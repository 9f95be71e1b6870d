//! Wrapper around the `bird` CLI, which fetches X/Twitter content as JSON.

use crate::error::{Error, Result};
use crate::types::{tweets_from_api, BirdPayload, Tweet};
use async_stream::stream;
use futures::{Stream, StreamExt};
use serde_json::Value;
use std::collections::BTreeMap;
use std::ffi::OsString;
use std::process::Output;
use std::time::Duration;
use tokio::process::Command;

/// Environment variables holding headless auth tokens, forwarded to bird
pub const AUTH_ENV_VARS: [&str; 2] = ["AUTH_TOKEN", "CT0"];

const DEFAULT_TIMEOUT: Duration = Duration::from_secs(60);
const WHOAMI_TIMEOUT: Duration = Duration::from_secs(10);

/// Default page limit for `fetch_all_bookmarks` (~20 bookmarks per page)
pub const DEFAULT_MAX_PAGES: usize = 10;

/// Collect auth tokens to forward: trimmed, and only when non-empty
pub fn auth_env_from<F>(lookup: F) -> BTreeMap<&'static str, String>
where
    F: Fn(&str) -> Option<String>,
{
    AUTH_ENV_VARS
        .iter()
        .filter_map(|&key| {
            let value = lookup(key)?;
            let trimmed = value.trim();
            if trimmed.is_empty() {
                None
            } else {
                Some((key, trimmed.to_string()))
            }
        })
        .collect()
}

/// Auth tokens from the process environment
pub fn auth_env() -> BTreeMap<&'static str, String> {
    auth_env_from(|key| std::env::var(key).ok())
}

/// Client for the bird CLI
#[derive(Debug, Clone)]
pub struct BirdClient {
    count: usize,
    timeout: Duration,
    program: OsString,
    base_args: Vec<OsString>,
}

impl BirdClient {
    /// Create a client fetching `count` items per request by default
    pub fn new(count: usize) -> Self {
        Self {
            count,
            timeout: DEFAULT_TIMEOUT,
            program: OsString::from("bird"),
            base_args: Vec::new(),
        }
    }

    /// Run a different executable (plus leading arguments) instead of `bird`
    pub fn with_program(mut self, program: impl Into<OsString>, base_args: Vec<OsString>) -> Self {
        self.program = program.into();
        self.base_args = base_args;
        self
    }

    pub fn with_timeout(mut self, timeout: Duration) -> Self {
        self.timeout = timeout;
        self
    }

    pub fn count(&self) -> usize {
        self.count
    }

    fn command(&self, args: &[String]) -> Command {
        let mut cmd = Command::new(&self.program);
        cmd.args(&self.base_args).args(args).kill_on_drop(true);

        let tokens = auth_env();
        for key in AUTH_ENV_VARS {
            match tokens.get(key) {
                Some(value) => {
                    cmd.env(key, value);
                }
                None => {
                    cmd.env_remove(key);
                }
            }
        }
        cmd
    }

    async fn output(&self, args: &[String], timeout: Duration) -> Result<Output> {
        tracing::debug!("Running: bird {}", args.join(" "));
        match tokio::time::timeout(timeout, self.command(args).output()).await {
            Ok(result) => Ok(result?),
            Err(_) => Err(Error::Fetch(format!(
                "`bird {}` timed out after {}s",
                args.first().map(String::as_str).unwrap_or(""),
                timeout.as_secs()
            ))),
        }
    }

    /// Run `bird <command> --json [args]` and return one page of records
    async fn run_page(&self, command: &str, extra: &[String]) -> Result<(Vec<Value>, Option<String>)> {
        let mut args = vec![command.to_string(), "--json".to_string()];
        args.extend_from_slice(extra);

        let output = self.output(&args, self.timeout).await?;
        if !output.status.success() {
            return Err(Error::Fetch(format!(
                "`bird {}` exited with {}: {}",
                command,
                output.status,
                String::from_utf8_lossy(&output.stderr).trim()
            )));
        }

        let stdout = String::from_utf8_lossy(&output.stdout);
        if stdout.trim().is_empty() {
            return Ok((Vec::new(), None));
        }

        match serde_json::from_str::<BirdPayload>(&stdout) {
            Ok(payload) => Ok(payload.into_parts()),
            Err(e) => {
                let preview: String = stdout.chars().take(500).collect();
                tracing::error!("Failed to parse bird output: {}", preview);
                Err(e.into())
            }
        }
    }

    async fn fetch(&self, command: &str, extra: Vec<String>) -> Result<Vec<Tweet>> {
        let (records, _) = self.run_page(command, &extra).await?;
        Ok(tweets_from_api(records))
    }

    fn count_args(&self, count: Option<usize>) -> Vec<String> {
        vec!["--count".to_string(), count.unwrap_or(self.count).to_string()]
    }

    /// Fetch the home timeline ("For You" feed)
    pub async fn fetch_home_timeline(&self, count: Option<usize>) -> Result<Vec<Tweet>> {
        tracing::info!("Fetching home timeline ({} tweets)", count.unwrap_or(self.count));
        self.fetch("home", self.count_args(count)).await
    }

    /// Fetch bookmarked tweets
    pub async fn fetch_bookmarks(&self, count: Option<usize>) -> Result<Vec<Tweet>> {
        tracing::info!("Fetching bookmarks ({} tweets)", count.unwrap_or(self.count));
        self.fetch("bookmarks", self.count_args(count)).await
    }

    /// Fetch a user's tweets. The handle may carry a leading `@`.
    pub async fn fetch_user_tweets(&self, handle: &str, count: Option<usize>) -> Result<Vec<Tweet>> {
        let handle = handle.trim_start_matches('@');
        tracing::info!("Fetching tweets from @{} ({} tweets)", handle, count.unwrap_or(self.count));
        let mut args = vec![handle.to_string()];
        args.extend(self.count_args(count));
        self.fetch("user-tweets", args).await
    }

    /// Search for tweets matching a query
    pub async fn search_tweets(&self, query: &str, count: Option<usize>) -> Result<Vec<Tweet>> {
        tracing::info!("Searching for '{}' ({} tweets)", query, count.unwrap_or(self.count));
        let mut args = vec![query.to_string()];
        args.extend(self.count_args(count));
        self.fetch("search", args).await
    }

    /// Stream bookmark pages, one `bird` call per page, following the cursor.
    ///
    /// Stops at `max_pages`, on the first failing or empty call, on
    /// unparseable output, or when no cursor is returned.
    pub fn bookmark_pages(&self, max_pages: usize) -> impl Stream<Item = Vec<Tweet>> + '_ {
        Box::pin(stream! {
            let mut cursor: Option<String> = None;

            for page in 1..=max_pages {
                tracing::info!("Fetching bookmarks page {}", page);
                let mut args = vec![
                    "--all".to_string(),
                    "--max-pages".to_string(),
                    "1".to_string(),
                ];
                if let Some(c) = &cursor {
                    args.push("--cursor".to_string());
                    args.push(c.clone());
                }

                let (records, next) = match self.run_page("bookmarks", &args).await {
                    Ok(parts) => parts,
                    Err(e) => {
                        tracing::warn!("Stopping at bookmarks page {}: {}", page, e);
                        break;
                    }
                };

                if records.is_empty() && next.is_none() {
                    break;
                }

                yield tweets_from_api(records);

                match next {
                    Some(c) => cursor = Some(c),
                    None => break,
                }
            }
        })
    }

    /// Fetch all bookmarks using cursor pagination
    pub async fn fetch_all_bookmarks(&self, max_pages: usize) -> Vec<Tweet> {
        let pages: Vec<Vec<Tweet>> = self.bookmark_pages(max_pages).collect().await;
        let all: Vec<Tweet> = pages.into_iter().flatten().collect();
        tracing::info!("Fetched {} total bookmarks", all.len());
        all
    }

    /// Check that bird is installed and authenticated
    pub async fn verify_credentials(&self) -> bool {
        match self.output(&["whoami".to_string()], WHOAMI_TIMEOUT).await {
            Ok(output) if output.status.success() => {
                String::from_utf8_lossy(&output.stdout).contains('@')
            }
            Ok(_) => {
                tracing::warn!("bird CLI not authenticated or command failed");
                false
            }
            Err(Error::Io(e)) if e.kind() == std::io::ErrorKind::NotFound => {
                tracing::warn!("bird CLI not found on PATH");
                false
            }
            Err(e) => {
                tracing::warn!("bird CLI check failed: {}", e);
                false
            }
        }
    }
}

impl Default for BirdClient {
    fn default() -> Self {
        Self::new(50)
    }
}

TRY IT: Produce the material again exactly as it is shown above.

RESPONSE AREA:
repository 9f95be71e1b6870d
//! Wrapper around the `bird` CLI, which fetches X/Twitter content as JSON.

use crate::error::{Error, Result};
use crate::types::{tweets_from_api, BirdPayload, Tweet};
use async_stream::stream;
use futures::{Stream, StreamExt};
use serde_json::Value;
use std::collections::BTreeMap;
use std::ffi::OsString;
use std::process::Output;
use std::time::Duration;
use tokio::process::Command;

/// Environment variables holding headless auth tokens, forwarded to bird
pub const AUTH_ENV_VARS: [&str; 2] = ["AUTH_TOKEN", "CT0"];

const DEFAULT_TIMEOUT: Duration = Duration::from_secs(60);
const WHOAMI_TIMEOUT: Duration = Duration::from_secs(10);

/// Default page limit for `fetch_all_bookmarks` (~20 bookmarks per page)
pub const DEFAULT_MAX_PAGES: usize = 10;

/// Collect auth tokens to forward: trimmed, and only when non-empty
pub fn auth_env_from<F>(lookup: F) -> BTreeMap<&'static str, String>
where
    F: Fn(&str) -> Option<String>,
{
    AUTH_ENV_VARS
        .iter()
        .filter_map(|&key| {
            let value = lookup(key)?;
            let trimmed = value.trim();
            if trimmed.is_empty() {
                None
            } else {
                Some((key, trimmed.to_string()))
            }
        })
        .collect()
}

/// Auth tokens from the process environment
pub fn auth_env() -> BTreeMap<&'static str, String> {
    auth_env_from(|key| std::env::var(key).ok())
}

/// Client for the bird CLI
#[derive(Debug, Clone)]
pub struct BirdClient {
    count: usize,
    timeout: Duration,
    program: OsString,
    base_args: Vec<OsString>,
}

impl BirdClient {
    /// Create a client fetching `count` items per request by default
    pub fn new(count: usize) -> Self {
        Self {
            count,
            timeout: DEFAULT_TIMEOUT,
            program: OsString::from("bird"),
            base_args: Vec::new(),
        }
    }

    /// Run a different executable (plus leading arguments) instead of `bird`
    pub fn with_program(mut self, program: impl Into<OsString>, base_args: Vec<OsString>) -> Self {
        self.program = program.into();
        self.base_args = base_args;
        self
    }

    pub fn with_timeout(mut self, timeout: Duration) -> Self {
        self.timeout = timeout;
        self
    }

    pub fn count(&self) -> usize {
        self.count
    }

    fn command(&self, args: &[String]) -> Command {
        let mut cmd = Command::new(&self.program);
        cmd.args(&self.base_args).args(args).kill_on_drop(true);

        let tokens = auth_env();
        for key in AUTH_ENV_VARS {
            match tokens.get(key) {
                Some(value) => {
                    cmd.env(key, value);
                }
                None => {
                    cmd.env_remove(key);
                }
            }
        }
        cmd
    }

    async fn output(&self, args: &[String], timeout: Duration) -> Result<Output> {
        tracing::debug!("Running: bird {}", args.join(" "));
        match tokio::time::timeout(timeout, self.command(args).output()).await {
            Ok(result) => Ok(result?),
            Err(_) => Err(Error::Fetch(format!(
                "`bird {}` timed out after {}s",
                args.first().map(String::as_str).unwrap_or(""),
                timeout.as_secs()
            ))),
        }
    }

    /// Run `bird <command> --json [args]` and return one page of records
    async fn run_page(&self, command: &str, extra: &[String]) -> Result<(Vec<Value>, Option<String>)> {
        let mut args = vec![command.to_string(), "--json".to_string()];
        args.extend_from_slice(extra);

        let output = self.output(&args, self.timeout).await?;
        if !output.status.success() {
            return Err(Error::Fetch(format!(
                "`bird {}` exited with {}: {}",
                command,
                output.status,
                String::from_utf8_lossy(&output.stderr).trim()
            )));
        }

        let stdout = String::from_utf8_lossy(&output.stdout);
        if stdout.trim().is_empty() {
            return Ok((Vec::new(), None));
        }

        match serde_json::from_str::<BirdPayload>(&stdout) {
            Ok(payload) => Ok(payload.into_parts()),
            Err(e) => {
                let preview: String = stdout.chars().take(500).collect();
                tracing::error!("Failed to parse bird output: {}", preview);
                Err(e.into())
            }
        }
    }

    async fn fetch(&self, command: &str, extra: Vec<String>) -> Result<Vec<Tweet>> {
        let (records, _) = self.run_page(command, &extra).await?;
        Ok(tweets_from_api(records))
    }

    fn count_args(&self, count: Option<usize>) -> Vec<String> {
        vec!["--count".to_string(), count.unwrap_or(self.count).to_string()]
    }

    /// Fetch the home timeline ("For You" feed)
    pub async fn fetch_home_timeline(&self, count: Option<usize>) -> Result<Vec<Tweet>> {
        tracing::info!("Fetching home timeline ({} tweets)", count.unwrap_or(self.count));
        self.fetch("home", self.count_args(count)).await
    }

    /// Fetch bookmarked tweets
    pub async fn fetch_bookmarks(&self, count: Option<usize>) -> Result<Vec<Tweet>> {
        tracing::info!("Fetching bookmarks ({} tweets)", count.unwrap_or(self.count));
        self.fetch("bookmarks", self.count_args(count)).await
    }

    /// Fetch a user's tweets. The handle may carry a leading `@`.
    pub async fn fetch_user_tweets(&self, handle: &str, count: Option<usize>) -> Result<Vec<Tweet>> {
        let handle = handle.trim_start_matches('@');
        tracing::info!("Fetching tweets from @{} ({} tweets)", handle, count.unwrap_or(self.count));
        let mut args = vec![handle.to_string()];
        args.extend(self.count_args(count));
        self.fetch("user-tweets", args).await
    }

    /// Search for tweets matching a query
    pub async fn search_tweets(&self, query: &str, count: Option<usize>) -> Result<Vec<Tweet>> {
        tracing::info!("Searching for '{}' ({} tweets)", query, count.unwrap_or(self.count));
        let mut args = vec![query.to_string()];
        args.extend(self.count_args(count));
        self.fetch("search", args).await
    }

    /// Stream bookmark pages, one `bird` call per page, following the cursor.
    ///
    /// Stops at `max_pages`, on the first failing or empty call, on
    /// unparseable output, or when no cursor is returned.
    pub fn bookmark_pages(&self, max_pages: usize) -> impl Stream<Item = Vec<Tweet>> + '_ {
        Box::pin(stream! {
            let mut cursor: Option<String> = None;

            for page in 1..=max_pages {
                tracing::info!("Fetching bookmarks page {}", page);
                let mut args = vec![
                    "--all".to_string(),
                    "--max-pages".to_string(),
                    "1".to_string(),
                ];
                if let Some(c) = &cursor {
                    args.push("--cursor".to_string());
                    args.push(c.clone());
                }

                let (records, next) = match self.run_page("bookmarks", &args).await {
                    Ok(parts) => parts,
                    Err(e) => {
                        tracing::warn!("Stopping at bookmarks page {}: {}", page, e);
                        break;
                    }
                };

                if records.is_empty() && next.is_none() {
                    break;
                }

                yield tweets_from_api(records);

                match next {
                    Some(c) => cursor = Some(c),
                    None => break,
                }
            }
        })
    }

    /// Fetch all bookmarks using cursor pagination
    pub async fn fetch_all_bookmarks(&self, max_pages: usize) -> Vec<Tweet> {
        let pages: Vec<Vec<Tweet>> = self.bookmark_pages(max_pages).collect().await;
        let all: Vec<Tweet> = pages.into_iter().flatten().collect();
        tracing::info!("Fetched {} total bookmarks", all.len());
        all
    }

    /// Check that bird is installed and authenticated
    pub async fn verify_credentials(&self) -> bool {
        match self.output(&["whoami".to_string()], WHOAMI_TIMEOUT).await {
            Ok(output) if output.status.success() => {
                String::from_utf8_lossy(&output.stdout).contains('@')
            }
            Ok(_) => {
                tracing::warn!("bird CLI not authenticated or command failed");
                false
            }
            Err(Error::Io(e)) if e.kind() == std::io::ErrorKind::NotFound => {
                tracing::warn!("bird CLI not found on PATH");
                false
            }
            Err(e) => {
                tracing::warn!("bird CLI check failed: {}", e);
                false
            }
        }
    }
}

impl Default for BirdClient {
    fn default() -> Self {
        Self::new(50)
    }
}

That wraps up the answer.